Meeting this week in Bethesda, MD, at a conference convened by the AdMeTech Foundation, the medical experts discussed strategies for speeding development of imaging technologies for prostate cancer modeled after life-saving mammograms for women. They reportedly agreed that advanced prostate imaging would save lives and an estimated $5 billion per year in healthcare costs.

“As physicians, scientists, educators and patients, we are personally concerned about the human and societal costs of prostate cancer. We firmly believe that more accurate imaging technology would lead to better patient care, including guidance for diagnosis, biopsy and minimally invasive therapy,” today’s consensus statement reads. “The AdMeTech Foundation conference clearly demonstrated that real and important improvements in prostate cancer care are at hand if we are resolved to increase the national investment in prostate diagnostics.”

Conference participants also signed a letter to Dr. Raynard S. Kington, acting director of the National Institutes of Health, urging increased federal research funding for prostate cancer imaging diagnostics.

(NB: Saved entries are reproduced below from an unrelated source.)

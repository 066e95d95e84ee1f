use crate::utils::error::{Result, TaxonomyError};
use crate::utils::validation::{self, Validate};
use chrono::Datelike;
use serde::{Deserialize, Serialize};
use serde_json::Value;
use std::collections::BTreeSet;
use std::fmt;
use std::str::FromStr;

/// Earliest plausible year for a robot record.
pub const MIN_YEAR: i32 = 1950;

/// A rank of the taxonomy, or one of the orthogonal dimensions (`primary_role`, `region`).
#[derive(Debug, Clone, Copy, PartialEq, Eq, Hash, PartialOrd, Ord, Serialize, Deserialize)]
#[serde(rename_all = "snake_case")]
pub enum Level {
    Domain,
    Kingdom,
    Class,
    Order,
    Family,
    Genus,
    Species,
    PrimaryRole,
    Region,
}

impl Level {
    pub const ALL: [Level; 9] = [
        Level::Domain,
        Level::Kingdom,
        Level::Class,
        Level::Order,
        Level::Family,
        Level::Genus,
        Level::Species,
        Level::PrimaryRole,
        Level::Region,
    ];

    /// Levels resolved by the rule engine, in evaluation order. Higher ranks come first
    /// because the order rules depend on the resolved class.
    pub const CLASSIFIED: [Level; 8] = [
        Level::Domain,
        Level::Kingdom,
        Level::Class,
        Level::Order,
        Level::Family,
        Level::Genus,
        Level::Species,
        Level::PrimaryRole,
    ];

    pub fn as_str(&self) -> &'static str {
        match self {
            Level::Domain => "domain",
            Level::Kingdom => "kingdom",
            Level::Class => "class",
            Level::Order => "order",
            Level::Family => "family",
            Level::Genus => "genus",
            Level::Species => "species",
            Level::PrimaryRole => "primary_role",
            Level::Region => "region",
        }
    }
}

impl fmt::Display for Level {
    fn fmt(&self, f: &mut fmt::Formatter<'_>) -> fmt::Result {
        f.write_str(self.as_str())
    }
}

impl FromStr for Level {
    type Err = TaxonomyError;

    fn from_str(s: &str) -> Result<Self> {
        let normalized = s.trim().to_ascii_lowercase();
        Level::ALL
            .iter()
            .copied()
            .find(|level| level.as_str() == normalized)
            .ok_or_else(|| TaxonomyError::UnknownLevelError {
                level: s.to_string(),
            })
    }
}

/// A robot candidate as delivered by the ingestion side.
///
/// Deserialization is lenient: the short keys of the scraped dataset (`n`, `yr`, `rg`,
/// `url`) are accepted, ids may be numbers, years may be numeric strings and tags may be a
/// delimited string. A field that is present but unreadable does not fail deserialization;
/// it is kept as a [`FieldIssue`] and reported by [`Validate`] for this record alone.
#[derive(Debug, Clone, Default, PartialEq, Eq, Serialize, Deserialize)]
#[serde(from = "RecordWire")]
pub struct RawRecord {
    pub id: String,
    pub name: String,
    pub description: String,
    pub tags: BTreeSet<String>,
    pub scraped_text: Option<String>,
    pub year: Option<i32>,
    pub region: Option<String>,
    pub source_url: Option<String>,
    #[serde(skip)]
    issues: Vec<FieldIssue>,
}

/// An input field that was present but could not be read.
#[derive(Debug, Clone, PartialEq, Eq)]
pub struct FieldIssue {
    pub field: String,
    pub value: String,
    pub reason: String,
}

const ISSUE_VALUE_CHARS: usize = 80;

impl FieldIssue {
    fn new(field: &str, value: impl std::fmt::Display, reason: impl Into<String>) -> Self {
        Self {
            field: field.to_string(),
            value: value.to_string().chars().take(ISSUE_VALUE_CHARS).collect(),
            reason: reason.into(),
        }
    }
}

impl RawRecord {
    pub fn new(id: impl Into<String>, name: impl Into<String>) -> Self {
        Self {
            id: id.into(),
            name: name.into(),
            ..Self::default()
        }
    }

    /// Placeholder for an input entry that is not a readable record at all. It always
    /// fails validation, so a batch reports it under `id` and carries on.
    pub fn unreadable(id: impl Into<String>, raw: impl std::fmt::Display, reason: impl Into<String>) -> Self {
        Self {
            id: id.into(),
            issues: vec![FieldIssue::new("record", raw, reason)],
            ..Self::default()
        }
    }

    pub fn issues(&self) -> &[FieldIssue] {
        &self.issues
    }

    pub fn with_description(mut self, description: impl Into<String>) -> Self {
        self.description = description.into();
        self
    }

    pub fn with_tags<I, T>(mut self, tags: I) -> Self
    where
        I: IntoIterator<Item = T>,
        T: Into<String>,
    {
        self.tags = tags.into_iter().map(Into::into).collect();
        self
    }

    pub fn with_scraped_text(mut self, text: impl Into<String>) -> Self {
        self.scraped_text = Some(text.into());
        self
    }

    pub fn with_year(mut self, year: i32) -> Self {
        self.year = Some(year);
        self
    }

    pub fn with_region(mut self, region: impl Into<String>) -> Self {
        self.region = Some(region.into());
        self
    }

    pub fn with_source_url(mut self, url: impl Into<String>) -> Self {
        self.source_url = Some(url.into());
        self
    }
}

impl Validate for RawRecord {
    fn validate(&self) -> Result<()> {
        if self.id.trim().is_empty() {
            let record_id = if self.name.trim().is_empty() {
                "<unnamed>"
            } else {
                self.name.as_str()
            };
            return Err(TaxonomyError::MissingFieldError {
                record_id: record_id.to_string(),
                field: "id".to_string(),
            });
        }

        if let Some(issue) = self.issues.first() {
            return Err(validation::field(&issue.field)
                .of_record(&self.id)
                .reject(&issue.value, issue.reason.as_str()));
        }

        if let Some(year) = self.year {
            let current_year = chrono::Utc::now().year();
            validation::field("year")
                .of_record(&self.id)
                .within(year, MIN_YEAR..=current_year)?;
        }

        if let Some(url) = &self.source_url {
            validation::field("source_url").of_record(&self.id).http_url(url)?;
        }

        Ok(())
    }
}

/// On-the-wire shape of a record: every field is read as raw JSON and normalized in
/// [`From<RecordWire>`], so one odd field never rejects the whole entry.
#[derive(Deserialize)]
struct RecordWire {
    #[serde(default)]
    id: Value,
    #[serde(default, alias = "n")]
    name: Value,
    #[serde(default)]
    description: Value,
    #[serde(default)]
    tags: Value,
    // 爬蟲輸出的應用領域清單併入標籤
    #[serde(default)]
    applications: Value,
    #[serde(default)]
    scraped_text: Value,
    #[serde(default, alias = "yr")]
    year: Value,
    #[serde(default, alias = "rg")]
    region: Value,
    #[serde(default, alias = "url")]
    source_url: Value,
}

impl From<RecordWire> for RawRecord {
    fn from(wire: RecordWire) -> Self {
        let mut issues = Vec::new();

        let mut tags = read_tags("tags", wire.tags, &mut issues);
        tags.extend(read_tags("applications", wire.applications, &mut issues));

        Self {
            id: read_text("id", wire.id, &mut issues).unwrap_or_default(),
            name: read_text("name", wire.name, &mut issues).unwrap_or_default(),
            description: read_text("description", wire.description, &mut issues).unwrap_or_default(),
            tags,
            scraped_text: read_text("scraped_text", wire.scraped_text, &mut issues),
            year: read_year(wire.year, &mut issues),
            region: read_text("region", wire.region, &mut issues).filter(|r| !r.trim().is_empty()),
            source_url: read_text("source_url", wire.source_url, &mut issues)
                .filter(|u| !u.trim().is_empty()),
            issues,
        }
    }
}

fn read_text(field: &str, value: Value, issues: &mut Vec<FieldIssue>) -> Option<String> {
    match value {
        Value::Null => None,
        Value::String(s) => Some(s),
        // 爬蟲資料的 id 可能是數字
        Value::Number(n) => Some(n.to_string()),
        other => {
            issues.push(FieldIssue::new(field, &other, "expected text"));
            None
        }
    }
}

/// Integer, numeric string, or `""`/`null`/`0` for unknown.
fn read_year(value: Value, issues: &mut Vec<FieldIssue>) -> Option<i32> {
    let parsed = match &value {
        Value::Null => return None,
        Value::Number(n) => n.as_i64().and_then(|y| i32::try_from(y).ok()),
        Value::String(s) if s.trim().is_empty() => return None,
        Value::String(s) => s.trim().parse::<i32>().ok(),
        _ => None,
    };

    match parsed {
        Some(0) => None,
        Some(year) => Some(year),
        None => {
            issues.push(FieldIssue::new("year", &value, "expected a whole year"));
            None
        }
    }
}

/// An array of strings, or one string split on `,` `;` `/` and newlines.
fn read_tags(field: &str, value: Value, issues: &mut Vec<FieldIssue>) -> BTreeSet<String> {
    let clean = |s: &str| Some(s.trim().to_string()).filter(|t| !t.is_empty());
    match value {
        Value::Null => BTreeSet::new(),
        Value::String(s) => s.split([',', ';', '/', '\n']).filter_map(clean).collect(),
        Value::Array(items) => {
            let mut tags = BTreeSet::new();
            for item in items {
                match item {
                    Value::String(s) => tags.extend(clean(&s)),
                    other => issues.push(FieldIssue::new(field, &other, "expected a list of text")),
                }
            }
            tags
        }
        other => {
            issues.push(FieldIssue::new(field, &other, "expected a list of text"));
            BTreeSet::new()
        }
    }
}

/// Normalized evidence for one record. Lives only for the duration of a classification call.
#[derive(Debug, Clone, Default, PartialEq, Eq)]
pub struct EvidenceBag {
    tokens: BTreeSet<String>,
    phrases: BTreeSet<String>,
    pub year: Option<i32>,
    pub region: Option<String>,
}

impl EvidenceBag {
    pub fn from_parts(
        tokens: BTreeSet<String>,
        phrases: BTreeSet<String>,
        year: Option<i32>,
        region: Option<String>,
    ) -> Self {
        Self {
            tokens,
            phrases,
            year,
            region,
        }
    }

    /// True when `trigger` was seen either as a unigram token or as a matched phrase.
    pub fn contains(&self, trigger: &str) -> bool {
        self.tokens.contains(trigger) || self.phrases.contains(trigger)
    }

    pub fn tokens(&self) -> &BTreeSet<String> {
        &self.tokens
    }

    pub fn phrases(&self) -> &BTreeSet<String> {
        &self.phrases
    }

    pub fn is_empty(&self) -> bool {
        self.tokens.is_empty() && self.phrases.is_empty()
    }
}

/// One fully labeled record. Every classified level carries exactly one label.
#[derive(Debug, Clone, PartialEq, Eq, Hash, Serialize, Deserialize)]
pub struct ClassifiedRecord {
    pub id: String,
    pub name: String,
    pub domain: String,
    pub kingdom: String,
    pub class: String,
    pub order: String,
    pub family: String,
    pub genus: String,
    pub species: String,
    pub primary_role: String,
    pub year: Option<i32>,
    pub region: String,
}

impl ClassifiedRecord {
    pub fn label(&self, level: Level) -> &str {
        match level {
            Level::Domain => &self.domain,
            Level::Kingdom => &self.kingdom,
            Level::Class => &self.class,
            Level::Order => &self.order,
            Level::Family => &self.family,
            Level::Genus => &self.genus,
            Level::Species => &self.species,
            Level::PrimaryRole => &self.primary_role,
            Level::Region => &self.region,
        }
    }
}
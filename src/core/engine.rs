use crate::domain::model::Level;
use crate::domain::ports::Pipeline;
use crate::taxonomy::report::AnalysisReport;
use crate::utils::error::Result;
use std::time::Instant;

pub struct AnalysisEngine<P: Pipeline> {
    pipeline: P,
}

impl<P: Pipeline> AnalysisEngine<P> {
    pub fn new(pipeline: P) -> Self {
        Self { pipeline }
    }

    pub fn pipeline(&self) -> &P {
        &self.pipeline
    }

    pub async fn run(&self) -> Result<AnalysisReport> {
        let started = Instant::now();
        tracing::info!("🚀 Starting taxonomy analysis");

        // Extract
        tracing::info!("📥 Extracting records...");
        let records = self.pipeline.extract().await?;
        tracing::info!("📥 Extracted {} records", records.len());

        // Classify
        tracing::info!("🔄 Classifying records...");
        let outcome = self.pipeline.classify(records).await?;
        tracing::info!(
            "🔄 Classified {}/{} records ({} rejected)",
            outcome.report.classified,
            outcome.report.attempted,
            outcome.report.failures.len()
        );

        // Analyze
        tracing::info!("📊 Computing diversity metrics...");
        let report = self.pipeline.analyze(outcome).await?;
        if let Some(class) = report.diversity_at(Level::Class) {
            tracing::info!(
                "📊 Class diversity H = {:.3} over {} labels",
                class.shannon,
                class.richness
            );
        }

        tracing::info!("✅ Analysis finished in {:?}", started.elapsed());
        Ok(report)
    }
}

#[cfg(test)]
mod tests {
    use super::*;
    use crate::domain::model::RawRecord;
    use crate::taxonomy::registry::TaxonomyRegistry;
    use crate::taxonomy::store::{classify_batch, BatchOutcome};
    use crate::utils::error::TaxonomyError;

    struct FixedPipeline {
        records: Vec<RawRecord>,
        registry: TaxonomyRegistry,
    }

    #[async_trait::async_trait]
    impl Pipeline for FixedPipeline {
        async fn extract(&self) -> Result<Vec<RawRecord>> {
            Ok(self.records.clone())
        }

        async fn classify(&self, records: Vec<RawRecord>) -> Result<BatchOutcome> {
            classify_batch(&records, &self.registry)
        }

        async fn analyze(&self, outcome: BatchOutcome) -> Result<AnalysisReport> {
            AnalysisReport::build(&self.registry, outcome)
        }
    }

    struct FailingPipeline;

    #[async_trait::async_trait]
    impl Pipeline for FailingPipeline {
        async fn extract(&self) -> Result<Vec<RawRecord>> {
            Err(TaxonomyError::ConfigError {
                message: "no source".to_string(),
            })
        }

        async fn classify(&self, _records: Vec<RawRecord>) -> Result<BatchOutcome> {
            unreachable!("classify must not run after a failed extract")
        }

        async fn analyze(&self, _outcome: BatchOutcome) -> Result<AnalysisReport> {
            unreachable!("analyze must not run after a failed extract")
        }
    }

    #[tokio::test]
    async fn test_engine_runs_all_phases() {
        let pipeline = FixedPipeline {
            records: vec![
                RawRecord::new("1", "Spot").with_description("quadruped robot"),
                RawRecord::new("2", "Skydio").with_description("autonomous drone"),
            ],
            registry: TaxonomyRegistry::builtin().unwrap(),
        };

        let report = AnalysisEngine::new(pipeline).run().await.unwrap();

        assert_eq!(report.records().len(), 2);
        let class = report.diversity_at(Level::Class).unwrap();
        assert_eq!(class.richness, 2);
        assert!((class.shannon - 2f64.ln()).abs() < 1e-12);
    }

    #[tokio::test]
    async fn test_engine_stops_on_extract_failure() {
        let result = AnalysisEngine::new(FailingPipeline).run().await;
        assert!(matches!(result, Err(TaxonomyError::ConfigError { .. })));
    }
}
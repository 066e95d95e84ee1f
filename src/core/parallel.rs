use crate::domain::model::RawRecord;
use crate::taxonomy::classifier::classify;
use crate::taxonomy::registry::TaxonomyRegistry;
use crate::taxonomy::store::{BatchCollector, BatchOutcome};
use crate::utils::error::{Result, TaxonomyError};
use std::sync::Arc;

/// Classifies `records` on up to `workers` blocking tasks.
///
/// Each worker only reads the shared registry. Results are handed back per chunk and fed
/// through a single [`BatchCollector`] in input order, so the outcome (store order,
/// duplicate detection, failure list) is the same as a sequential
/// [`classify_batch`](crate::taxonomy::store::classify_batch).
pub async fn classify_concurrently(
    records: Vec<RawRecord>,
    registry: Arc<TaxonomyRegistry>,
    workers: usize,
) -> Result<BatchOutcome> {
    if records.is_empty() {
        return Ok(BatchOutcome::default());
    }

    let records = Arc::new(records);
    let chunk_size = records.len().div_ceil(workers.max(1));

    tracing::debug!(
        "Classifying {} records in chunks of {} on {} workers",
        records.len(),
        chunk_size,
        workers
    );

    let handles: Vec<_> = (0..records.len())
        .step_by(chunk_size)
        .map(|start| {
            let end = (start + chunk_size).min(records.len());
            let records = Arc::clone(&records);
            let registry = Arc::clone(&registry);
            tokio::task::spawn_blocking(move || {
                records[start..end]
                    .iter()
                    .map(|record| classify(record, &registry))
                    .collect::<Vec<_>>()
            })
        })
        .collect();

    let mut collector = BatchCollector::new();
    let mut raw_records = records.iter();
    for handle in handles {
        let results = handle.await.map_err(|e| TaxonomyError::WorkerError {
            message: e.to_string(),
        })?;

        for (raw, result) in raw_records.by_ref().zip(results) {
            collector.accept(raw, result)?;
        }
    }

    Ok(collector.finish())
}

The clinical experts met over the past two days as a result of the meeting between leadership of the AdMeTech Foundation, advocacy groups, and industry with Dr. Elias Zerhouni, director of NIH, in the spring of 2008. The experts unanimously agreed that prostate cancer care is in a state of crisis due to the lack of reliable imaging tools critical to guiding early detection, accurate diagnosis and the most effective and least invasive treatment.